Now it's time to containerize your application. First containerize the "hello world" server and push the image to Artifact Registry:

  1. Change to the directory where the sample server is located:

    cd ~/anthos-service-mesh-samples/docs/helloserver/server/
    
  2. Build the image using the Dockerfile:

    docker build -t us-central1-docker.pkg.dev/PROJECT_ID/container-intro/helloserver:v0.0.1 .
    
    • Replace PROJECT_ID with the ID of your Google Cloud project.

    The -t flag represents the Docker tag. This is the name of the image that you use when you deploy the container.

  3. Push the image to Artifact Registry:

    docker push us-central1-docker.pkg.dev/PROJECT_ID/container-intro/helloserver:v0.0.1
    

Containerize the loadgen

Next, containerize the load generator service in the same way:

  1. Change to the directory where the sample loadgen is located:

    cd ../loadgen
    
  2. Build the image:

    docker build -t us-central1-docker.pkg.dev/PROJECT_ID/container-intro/loadgen:v0.0.1 .
    
  3. Push the image to Artifact Registry:

    docker push us-central1-docker.pkg.dev/PROJECT_ID/container-intro/loadgen:v0.0.1
    

List the images

Get a list of the images in the repository to confirm that the images were pushed:

gcloud container images list --repository us-central1-docker.pkg.dev/PROJECT_ID/container-intro

The output should list the image names that you pushed, similar to the following:

NAME
us-central1-docker.pkg.dev/PROJECT_ID/container-intro/helloserver
us-central1-docker.pkg.dev/PROJECT_ID/container-intro/loadgen

Create a GKE cluster

At this point you could just run the containers on the Cloud Shell VM by using the docker run command. However, to run reliable production workloads you need to manage containers in a more unified way. For example, you need to make sure that the containers restart if they fail, and you need a way to scale up and start additional instances of a container to handle traffic increases.

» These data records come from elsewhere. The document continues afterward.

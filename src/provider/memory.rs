// src/provider/memory.rs
// =============================================================================
// In-memory graph used by the traversal tests.
//
// Nodes are plain strings. Directories may point anywhere (including back
// at their ancestors), files carry content, and any node can be made to fail
// or to take a while. Every provider call is counted so tests can check how
// often a node was actually touched.
// =============================================================================

use super::Provider;
use crate::error::ProviderError;
use async_trait::async_trait;
use std::collections::HashMap;
use std::sync::Mutex;
use std::time::Duration;

#[derive(Debug, Clone)]
enum Entry {
    Dir(Vec<String>),
    File(String),
    Broken(ProviderError),
}

#[derive(Debug, Default)]
pub struct MemoryProvider {
    entries: HashMap<String, Entry>,
    delays: HashMap<String, Duration>,
    touched: Mutex<HashMap<String, usize>>,
}

impl MemoryProvider {
    pub fn new() -> Self {
        Self::default()
    }

    pub fn dir(mut self, name: &str, children: &[&str]) -> Self {
        let children = children.iter().map(|c| c.to_string()).collect();
        self.entries.insert(name.to_string(), Entry::Dir(children));
        self
    }

    pub fn file(mut self, name: &str, content: &str) -> Self {
        self.entries
            .insert(name.to_string(), Entry::File(content.to_string()));
        self
    }

    pub fn broken(mut self, name: &str, error: ProviderError) -> Self {
        self.entries.insert(name.to_string(), Entry::Broken(error));
        self
    }

    /// Every call for `name` sleeps this long first
    pub fn slow(mut self, name: &str, delay: Duration) -> Self {
        self.delays.insert(name.to_string(), delay);
        self
    }

    /// How many times the traversal classified `name`
    pub fn touched(&self, name: &str) -> usize {
        self.touched
            .lock()
            .unwrap()
            .get(name)
            .copied()
            .unwrap_or(0)
    }

    async fn lookup(&self, name: &str) -> Result<Entry, ProviderError> {
        if let Some(delay) = self.delays.get(name) {
            tokio::time::sleep(*delay).await;
        }
        match self.entries.get(name) {
            Some(Entry::Broken(error)) => Err(error.clone()),
            Some(entry) => Ok(entry.clone()),
            // Listed by a parent but gone by the time we look
            None => Err(ProviderError::NotFound(name.to_string())),
        }
    }
}

#[async_trait]
impl Provider for MemoryProvider {
    type Node = String;

    async fn is_container(&self, node: &String) -> Result<bool, ProviderError> {
        *self.touched.lock().unwrap().entry(node.clone()).or_default() += 1;
        Ok(matches!(self.lookup(node).await?, Entry::Dir(_)))
    }

    async fn list(&self, node: &String) -> Result<Vec<String>, ProviderError> {
        match self.lookup(node).await? {
            Entry::Dir(children) => Ok(children),
            _ => Ok(Vec::new()),
        }
    }

    async fn read(&self, node: &String) -> Result<String, ProviderError> {
        match self.lookup(node).await? {
            Entry::File(content) => Ok(content),
            _ => Ok(String::new()),
        }
    }

    fn canonical_key(&self, node: &String) -> String {
        node.trim_end_matches('/').to_string()
    }
}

GKE can help you meet these needs. GKE is a container orchestration platform that works by connecting VMs into a cluster. Each VM is referred to as a node. GKE clusters are powered by the Kubernetes open source cluster management system. Kubernetes provides the mechanisms through which you interact with your cluster.

To run the containers on GKE, you first need to create and then connect to a cluster:

  1. Create the cluster:

    gcloud container clusters create-auto container-intro
    

    The gcloud command creates a cluster in the default Google Cloud project and region that you set previously.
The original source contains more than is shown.